Owing to the considerable progress made over the past few decades in the surgical and interventional treatment of congenital heart defects, about 90% of patients now reach adulthood. There is thus a rising generation of young adults with chronic heart problems who need lifelong medical care. As a result of the good survival rate of patients with congenital heart defects, treatment nowadays has a strong focus on functional aspects, such as cardiac function, heart rhythm, or physical strength and endurance, and their long-term progression. Since the ultimate aim of treatment must necessarily be to improve the quality of patients’ lives, quality of life will take on increasing importance as the measure of success for any particular form of therapeutic treatment.

Consequently, quality-of-life measurements ought to be included in all studies (not only those conducted by the competence network), and be taken as a main criterion when assessing the results of therapeutic measures. Performing comparisons of clinical functional data with an assessment of subjectively and objectively perceived quality of life will not only help to broaden our scientific knowledge but also, one day, enable us to improve patient-oriented healthcare options.

Definition of quality of life

Quality of life is a multidimensional concept in which separate dimensions are weighted differently by different individuals. One person might lay more emphasis on physical strength and endurance, while another person might rate their social situation more highly.

Quality of life is always purely subjective.
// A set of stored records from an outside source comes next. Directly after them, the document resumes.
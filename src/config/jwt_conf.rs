use rand::distributions::Alphanumeric;
use rand::Rng;
use std::env;
use tracing::{debug, error, info, warn};

use crate::config::{env_or, ConfigError};

const MIN_SECRET_LEN: usize = 32;
/// One year, in minutes
pub const MAX_ACCESS_TOKEN_EXPIRATION: i64 = 525_600;

/// JWT configuration structure
#[derive(Debug, Clone)]
pub struct JwtConfig {
    /// JWT secret key for signing tokens
    pub jwt_secret: String,
    /// Access token expiration time in minutes
    pub access_token_expiration: i64,
}

impl JwtConfig {
    /// Load JWT configuration from environment variables
    ///
    /// Expected environment variables:
    /// - JWT_SECRET: signing secret, at least 32 characters. When unset a random
    ///   secret is generated and tokens do not survive a restart.
    /// - JWT_ACCESS_TOKEN_EXPIRY: Access token expiration in minutes (defaults to 15)
    pub fn from_env() -> Result<Self, ConfigError> {
        info!("Loading JWT configuration from environment variables");

        let jwt_secret = match env::var("JWT_SECRET") {
            Ok(secret) => secret,
            Err(_) => {
                warn!("JWT_SECRET not set, generating a per-process secret");
                Self::random_secret()
            }
        };
        debug!("JWT secret loaded (length: {} chars)", jwt_secret.len());

        let access_token_expiration = env_or::<i64>("JWT_ACCESS_TOKEN_EXPIRY", "15")?;
        debug!("JWT access token expiration: {} minutes", access_token_expiration);

        let config = JwtConfig { jwt_secret, access_token_expiration };
        config.validate()?;
        info!("JWT configuration loaded successfully");
        Ok(config)
    }

    /// Validate the JWT configuration
    pub fn validate(&self) -> Result<(), ConfigError> {
        if self.jwt_secret.len() < MIN_SECRET_LEN {
            error!("JWT secret is too short (minimum {} characters required)", MIN_SECRET_LEN);
            return Err(ConfigError::InvalidValue(format!(
                "JWT secret must be at least {} characters long",
                MIN_SECRET_LEN
            )));
        }
        if self.access_token_expiration <= 0 {
            error!("Access token expiration must be greater than 0");
            return Err(ConfigError::InvalidValue(
                "Access token expiration must be greater than 0".to_string(),
            ));
        }
        if self.access_token_expiration > MAX_ACCESS_TOKEN_EXPIRATION {
            error!(
                "Access token expiration {} exceeds {} minutes",
                self.access_token_expiration, MAX_ACCESS_TOKEN_EXPIRATION
            );
            return Err(ConfigError::InvalidValue(format!(
                "Access token expiration must be at most {} minutes",
                MAX_ACCESS_TOKEN_EXPIRATION
            )));
        }
        Ok(())
    }

    fn random_secret() -> String {
        rand::thread_rng()
            .sample_iter(&Alphanumeric)
            .take(64)
            .map(char::from)
            .collect()
    }
}

/// Create JWT configuration for testing with default values
impl Default for JwtConfig {
    fn default() -> Self {
        JwtConfig {
            jwt_secret: "test_secret_key_for_jwt_testing_should_be_long_enough".to_string(),
            access_token_expiration: 15,
        }
    }
}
Objective measurements of factors affecting quality of life, such as physical strength and endurance, social environment, financial situation, or cognitive ability, will always be no more than determining factors – and must never be confused with the real quality of life itself, which is intrinsically subjective.

Finally, quality of life also depends on a subject’s personal expectations, producing an equation in which quality of life is defined as the difference between expectation and actual experience.
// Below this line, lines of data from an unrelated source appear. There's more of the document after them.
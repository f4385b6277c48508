use std::env;
use std::fmt;
use std::path::PathBuf;
use std::str::FromStr;
use tracing::{debug, error, info};

use crate::config::{env_or, ConfigError};

/// Which store backs the item and user collections
#[derive(Debug, Clone, Copy, PartialEq, Eq)]
pub enum StorageBackend {
    Memory,
    File,
    Redis,
    Mongo,
}

impl FromStr for StorageBackend {
    type Err = ConfigError;

    fn from_str(s: &str) -> Result<Self, Self::Err> {
        match s.trim().to_ascii_lowercase().as_str() {
            "memory" => Ok(StorageBackend::Memory),
            "file" | "json" => Ok(StorageBackend::File),
            "redis" => Ok(StorageBackend::Redis),
            "mongo" | "mongodb" => Ok(StorageBackend::Mongo),
            other => Err(ConfigError::InvalidValue(format!("Unknown storage backend: {}", other))),
        }
    }
}

impl fmt::Display for StorageBackend {
    fn fmt(&self, f: &mut fmt::Formatter<'_>) -> fmt::Result {
        let s = match self {
            StorageBackend::Memory => "memory",
            StorageBackend::File => "file",
            StorageBackend::Redis => "redis",
            StorageBackend::Mongo => "mongo",
        };
        write!(f, "{}", s)
    }
}

/// What PUT does when the target item does not exist
#[derive(Debug, Clone, Copy, PartialEq, Eq)]
pub enum PutPolicy {
    /// Create the item and answer 201
    Upsert,
    /// Reject with 404
    Strict,
}

impl FromStr for PutPolicy {
    type Err = ConfigError;

    fn from_str(s: &str) -> Result<Self, Self::Err> {
        match s.trim().to_ascii_lowercase().as_str() {
            "upsert" | "create" => Ok(PutPolicy::Upsert),
            "strict" | "reject" => Ok(PutPolicy::Strict),
            other => Err(ConfigError::InvalidValue(format!("Unknown PUT policy: {}", other))),
        }
    }
}

#[derive(Debug, Clone)]
pub struct AppConfig {
    pub host: String,
    pub port: u16,
    pub tls_cert: Option<PathBuf>,
    pub tls_key: Option<PathBuf>,
    pub backend: StorageBackend,
    pub put_policy: PutPolicy,
}

impl AppConfig {
    /// Load the server configuration from environment variables
    ///
    /// Expected environment variables:
    /// - FAKEAPI_HOST: interface to listen on (defaults to 0.0.0.0)
    /// - FAKEAPI_PORT: TCP port (defaults to 8000)
    /// - FAKEAPI_CRT / FAKEAPI_PKEY: TLS certificate and key, both or neither
    /// - FAKEAPI_BACKEND: memory, file, redis or mongo (defaults to file)
    /// - FAKEAPI_PUT_POLICY: upsert or strict (defaults to upsert)
    pub fn from_env() -> Result<Self, ConfigError> {
        info!("Loading application configuration from environment variables");

        let host = env::var("FAKEAPI_HOST").unwrap_or_else(|_| "0.0.0.0".to_string());
        debug!("Listen host: {}", host);

        let port = env_or::<u16>("FAKEAPI_PORT", "8000")?;
        debug!("Listen port: {}", port);

        let tls_cert = env::var("FAKEAPI_CRT").ok().filter(|s| !s.is_empty()).map(PathBuf::from);
        let tls_key = env::var("FAKEAPI_PKEY").ok().filter(|s| !s.is_empty()).map(PathBuf::from);

        let backend = env::var("FAKEAPI_BACKEND")
            .unwrap_or_else(|_| "file".to_string())
            .parse::<StorageBackend>()?;
        debug!("Storage backend: {}", backend);

        let put_policy = env::var("FAKEAPI_PUT_POLICY")
            .unwrap_or_else(|_| "upsert".to_string())
            .parse::<PutPolicy>()?;
        debug!("PUT policy: {:?}", put_policy);

        let config = AppConfig { host, port, tls_cert, tls_key, backend, put_policy };
        config.validate()?;
        info!("Application configuration loaded successfully");
        Ok(config)
    }

    pub fn validate(&self) -> Result<(), ConfigError> {
        if self.host.is_empty() {
            error!("Listen host is empty");
            return Err(ConfigError::ValidationError("FAKEAPI_HOST cannot be empty".to_string()));
        }
        match (&self.tls_cert, &self.tls_key) {
            (Some(_), None) | (None, Some(_)) => {
                error!("Only one of FAKEAPI_CRT / FAKEAPI_PKEY is set");
                Err(ConfigError::ValidationError(
                    "FAKEAPI_CRT and FAKEAPI_PKEY must be set together".to_string(),
                ))
            }
            _ => Ok(()),
        }
    }

    /// TLS certificate and key, when HTTPS is configured
    pub fn tls_paths(&self) -> Option<(&PathBuf, &PathBuf)> {
        match (&self.tls_cert, &self.tls_key) {
            (Some(cert), Some(key)) => Some((cert, key)),
            _ => None,
        }
    }
}

impl Default for AppConfig {
    fn default() -> Self {
        AppConfig {
            host: "0.0.0.0".to_string(),
            port: 8000,
            tls_cert: None,
            tls_key: None,
            backend: StorageBackend::File,
            put_policy: PutPolicy::Upsert,
        }
    }
}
These days, the internationally accepted, general definition of quality of life is “satisfaction with life“.

Methods of measurement

The more general the questions used to determine quality of life, and hence the more personal the answers, the longer it takes to analyse the results, the greater the variance in a group of test subjects and the less statistically significant the changes in small groups of subjects when investigating a narrowly defined issue. A distinction is therefore made between instruments designed to gather detailed data on quality of life and extensive psychological tests. The latter, however, are rarely employed outside of large population studies, where they are used to account for cultural differences. There are generic questionnaires with a strong bias on health issues, used to compare the quality of life of patients suffering from different diseases. These deal mainly with the effect of state of health/illness on quality of life. There are also more specialised questionnaires used to determine quality of life in patients with one specific disease. But closer examination of these questionnaires reveals that they only ask the subjects to describe their subjective feelings in relation to a list of symptoms of the disease, and do not address quality of life as such, in the way that it is defined above. Therefore, they are often addressed as “health status”.
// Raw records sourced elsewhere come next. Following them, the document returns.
pub mod app;

pub use app::{App, AppError};
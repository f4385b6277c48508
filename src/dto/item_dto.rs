use serde::{Deserialize, Serialize};
use validator::Validate;

use crate::model::item::{validate_item_id, Item, ItemId, ItemPatch, PatchField};

/// Body of the DELETE routes
#[derive(Debug, Clone, Deserialize, Validate)]
pub struct ItemKeyRequest {
    #[serde(alias = "item_id")]
    #[validate(custom(function = "validate_item_id"))]
    pub id: ItemId,
}

/// Body of the PATCH routes. Only the field named in the path is read.
#[derive(Debug, Clone, Deserialize, Validate)]
pub struct PatchItemRequest {
    #[serde(alias = "item_id")]
    #[validate(custom(function = "validate_item_id"))]
    pub id: ItemId,
    #[serde(default, alias = "newprice")]
    #[validate(range(min = 0.0, message = "price cannot be negative"))]
    pub price: Option<f64>,
    #[serde(default, alias = "newquantity")]
    pub quantity: Option<u64>,
    #[serde(default, alias = "newdescription")]
    pub description: Option<String>,
}

impl PatchItemRequest {
    pub fn into_patch(self, field: PatchField) -> Result<(ItemId, ItemPatch), String> {
        let patch = match field {
            PatchField::Price => self.price.map(ItemPatch::Price),
            PatchField::Quantity => self.quantity.map(ItemPatch::Quantity),
            PatchField::Description => self.description.map(ItemPatch::Description),
        };
        match patch {
            Some(patch) => Ok((self.id, patch)),
            None => Err(format!("Body has no value for field '{}'", field.as_str())),
        }
    }
}

/// Id and price, from the query string or a JSON body
#[derive(Debug, Clone, Deserialize, Validate)]
pub struct PriceLookupRequest {
    #[serde(alias = "str_item_id")]
    #[validate(custom(function = "validate_item_id"))]
    pub item_id: ItemId,
    pub price: f64,
}

#[derive(Debug, Clone, Serialize, Deserialize)]
pub struct ItemListResponse {
    pub count: usize,
    pub items: Vec<Item>,
}

#[derive(Debug, Clone, Serialize, Deserialize)]
pub struct ItemTotalResponse {
    pub items: usize,
}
All studies carried out by the competence network include gathering data on quality of life using generic questionnaires to obtain subjective viewpoints on health-related quality of life. The subjects are interviewed on their health-related quality of life prior to and at 12 months after therapeutic treatment. Adults are interviewed using the SF-36 survey (New England Hospital Inc.) on their perceived physical, social and emotional health. Children in the 4-16-year age group are asked to comment on their physical and mental well-being using the KINDL questionnaire (Ravens-Sieberer & Bullinger), and to express their interactive role in family and society. For very young children, a neutral interviewer (not the parents) conducts the questioning.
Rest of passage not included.